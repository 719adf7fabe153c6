use crate::cli::ServeArgs;
use crate::infra::{build_service, AppState};
use crate::routes::with_operational_routes;
use assessment_engine::config::AppConfig;
use assessment_engine::error::AppError;
use assessment_engine::telemetry;
use axum::Extension;
use axum_prometheus::PrometheusMetricLayer;
use std::sync::atomic::Ordering;
use std::sync::Arc;
use tracing::info;

pub(crate) async fn run(mut args: ServeArgs) -> Result<(), AppError> {
    let mut config = AppConfig::load()?;

    if let Some(host) = args.host.take() {
        config.server.host = host;
    }
    if let Some(port) = args.port.take() {
        config.server.port = port;
    }

    telemetry::init(&config.telemetry)?;

    let (prometheus_layer, prometheus_handle) = PrometheusMetricLayer::pair();
    let readiness_flag = Arc::new(std::sync::atomic::AtomicBool::new(false));
    let app_state = AppState {
        readiness: readiness_flag.clone(),
        metrics: Arc::new(prometheus_handle),
    };

    let service = Arc::new(build_service(&config.engine, &args.data)?);

    let app = with_operational_routes(service)
        .layer(Extension(app_state))
        .layer(prometheus_layer);

    let addr = config.server.socket_addr()?;
    let listener = tokio::net::TcpListener::bind(addr).await?;
    readiness_flag.store(true, Ordering::Release);

    info!(?config.environment, %addr, "assessment engine ready");

    axum::serve(listener, app).await?;
    Ok(())
}
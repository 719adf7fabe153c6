use tracing::warn;

use crate::domain::{Answer, QuestionFamily};

const LIKERT_MIN: i32 = 1;
const LIKERT_MAX: i32 = 5;

/// Converts any answer into a 0-1 score. Pure: the same answer always yields
/// the same value, and no input makes it fail.
#[derive(Debug, Clone, Copy, Default)]
pub struct ScoreNormalizer;

impl ScoreNormalizer {
    pub fn normalize(&self, answer: Option<&Answer>) -> f64 {
        let Some(answer) = answer else {
            return 0.0;
        };
        if answer.skipped {
            return 0.0;
        }

        match answer.question.question_type.family() {
            QuestionFamily::Likert => answer.likert_value.map(normalize_likert).unwrap_or(0.0),
            QuestionFamily::SituationalJudgment | QuestionFamily::MultipleChoice => {
                clamped_score(answer)
            }
            QuestionFamily::Capability => answer
                .likert_value
                .map(normalize_likert)
                .unwrap_or_else(|| clamped_score(answer)),
            // Ungraded text answers have no score yet and count as zero.
            QuestionFamily::Text => clamped_score(answer),
            QuestionFamily::Unknown => {
                warn!(
                    question_id = %answer.question.id,
                    "unrecognized question type; falling back to stored score"
                );
                clamped_score(answer)
            }
        }
    }
}

/// `(v - 1) / 4` after clamping to the 1-5 scale.
pub fn normalize_likert(value: i32) -> f64 {
    let clamped = value.clamp(LIKERT_MIN, LIKERT_MAX);
    f64::from(clamped - LIKERT_MIN) / f64::from(LIKERT_MAX - LIKERT_MIN)
}

fn clamped_score(answer: &Answer) -> f64 {
    answer
        .score
        .filter(|score| score.is_finite())
        .map(|score| score.clamp(0.0, 1.0))
        .unwrap_or(0.0)
}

- Exercise brief -
Print all the data above word for word.

- Output for this exercise -
repository 719adf7fabe153c6
use crate::cli::ServeArgs;
use crate::infra::{build_service, AppState};
use crate::routes::with_operational_routes;
use assessment_engine::config::AppConfig;
use assessment_engine::error::AppError;
use assessment_engine::telemetry;
use axum::Extension;
use axum_prometheus::PrometheusMetricLayer;
use std::sync::atomic::Ordering;
use std::sync::Arc;
use tracing::info;

pub(crate) async fn run(mut args: ServeArgs) -> Result<(), AppError> {
    let mut config = AppConfig::load()?;

    if let Some(host) = args.host.take() {
        config.server.host = host;
    }
    if let Some(port) = args.port.take() {
        config.server.port = port;
    }

    telemetry::init(&config.telemetry)?;

    let (prometheus_layer, prometheus_handle) = PrometheusMetricLayer::pair();
    let readiness_flag = Arc::new(std::sync::atomic::AtomicBool::new(false));
    let app_state = AppState {
        readiness: readiness_flag.clone(),
        metrics: Arc::new(prometheus_handle),
    };

    let service = Arc::new(build_service(&config.engine, &args.data)?);

    let app = with_operational_routes(service)
        .layer(Extension(app_state))
        .layer(prometheus_layer);

    let addr = config.server.socket_addr()?;
    let listener = tokio::net::TcpListener::bind(addr).await?;
    readiness_flag.store(true, Ordering::Release);

    info!(?config.environment, %addr, "assessment engine ready");

    axum::serve(listener, app).await?;
    Ok(())
}
repository 719adf7fabe153c6
use tracing::warn;

use crate::domain::{Answer, QuestionFamily};

const LIKERT_MIN: i32 = 1;
const LIKERT_MAX: i32 = 5;

/// Converts any answer into a 0-1 score. Pure: the same answer always yields
/// the same value, and no input makes it fail.
#[derive(Debug, Clone, Copy, Default)]
pub struct ScoreNormalizer;

impl ScoreNormalizer {
    pub fn normalize(&self, answer: Option<&Answer>) -> f64 {
        let Some(answer) = answer else {
            return 0.0;
        };
        if answer.skipped {
            return 0.0;
        }

        match answer.question.question_type.family() {
            QuestionFamily::Likert => answer.likert_value.map(normalize_likert).unwrap_or(0.0),
            QuestionFamily::SituationalJudgment | QuestionFamily::MultipleChoice => {
                clamped_score(answer)
            }
            QuestionFamily::Capability => answer
                .likert_value
                .map(normalize_likert)
                .unwrap_or_else(|| clamped_score(answer)),
            // Ungraded text answers have no score yet and count as zero.
            QuestionFamily::Text => clamped_score(answer),
            QuestionFamily::Unknown => {
                warn!(
                    question_id = %answer.question.id,
                    "unrecognized question type; falling back to stored score"
                );
                clamped_score(answer)
            }
        }
    }
}

/// `(v - 1) / 4` after clamping to the 1-5 scale.
pub fn normalize_likert(value: i32) -> f64 {
    let clamped = value.clamp(LIKERT_MIN, LIKERT_MAX);
    f64::from(clamped - LIKERT_MIN) / f64::from(LIKERT_MAX - LIKERT_MIN)
}

fn clamped_score(answer: &Answer) -> f64 {
    answer
        .score
        .filter(|score| score.is_finite())
        .map(|score| score.clamp(0.0, 1.0))
        .unwrap_or(0.0)
}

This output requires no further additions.